- **TASK REQUIREMENTS**
For the material below, count the lines containing "from" and reply with the number alone.

- **EXERCISE INPUT**
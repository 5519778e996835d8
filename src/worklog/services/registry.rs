//! Task registry management for the task picker UI.

use crate::worklog::{
    domain::{RegistryEntry, TaskName, WorklogDomainError, sort_by_recency},
    ports::{RegistryError, TaskRegistry},
};
use mockable::Clock;
use std::sync::Arc;
use thiserror::Error;

/// Service-level errors for registry management.
#[derive(Debug, Error)]
pub enum RegistryServiceError {
    /// A task name failed validation.
    #[error(transparent)]
    Domain(#[from] WorklogDomainError),
    /// Registry operation failed.
    #[error(transparent)]
    Registry(#[from] RegistryError),
}

/// Result type for registry management.
pub type RegistryServiceResult<T> = Result<T, RegistryServiceError>;

/// Create, rename, delete and recency listing of known tasks.
pub struct TaskRegistryService<G, C>
where
    G: TaskRegistry + ?Sized,
    C: Clock + Send + Sync + ?Sized,
{
    registry: Arc<G>,
    clock: Arc<C>,
}

impl<G, C> TaskRegistryService<G, C>
where
    G: TaskRegistry + ?Sized,
    C: Clock + Send + Sync + ?Sized,
{
    /// Creates a registry service.
    #[must_use]
    pub const fn new(registry: Arc<G>, clock: Arc<C>) -> Self {
        Self { registry, clock }
    }

    /// Lists known tasks, most recently used first.
    ///
    /// # Errors
    ///
    /// Returns [`RegistryServiceError::Registry`] when the registry fails.
    pub async fn list_recent(&self) -> RegistryServiceResult<Vec<RegistryEntry>> {
        let mut entries = self.registry.list().await?;
        sort_by_recency(&mut entries);
        Ok(entries)
    }

    /// Registers a task stamped with the current time.
    ///
    /// # Errors
    ///
    /// Returns [`RegistryServiceError::Domain`] for a blank name and
    /// [`RegistryServiceError::Registry`] when the name exists or the
    /// registry fails.
    pub async fn create(&self, task_name: &str) -> RegistryServiceResult<RegistryEntry> {
        let entry = RegistryEntry::new(TaskName::new(task_name)?, self.clock.utc());
        self.registry.create(&entry).await?;
        tracing::info!(task = %entry.task_name(), "task registered");
        Ok(entry)
    }

    /// Renames a task, keeping its last-used time.
    ///
    /// Rows already written under the old name are not rewritten.
    ///
    /// # Errors
    ///
    /// Returns [`RegistryServiceError::Domain`] for blank names and
    /// [`RegistryServiceError::Registry`] when the old name is unknown, the
    /// new one is taken, or the registry fails.
    pub async fn rename(&self, old_name: &str, new_name: &str) -> RegistryServiceResult<()> {
        let from = TaskName::new(old_name)?;
        let to = TaskName::new(new_name)?;
        self.registry.rename(&from, &to).await?;
        tracing::info!(from = %from, to = %to, "task renamed");
        Ok(())
    }

    /// Removes a task from the registry.
    ///
    /// # Errors
    ///
    /// Returns [`RegistryServiceError::Domain`] for a blank name and
    /// [`RegistryServiceError::Registry`] when the task is unknown or the
    /// registry fails.
    pub async fn remove(&self, task_name: &str) -> RegistryServiceResult<()> {
        let name = TaskName::new(task_name)?;
        self.registry.remove(&name).await?;
        tracing::info!(task = %name, "task removed");
        Ok(())
    }
}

- **ANSWER SECTION**
6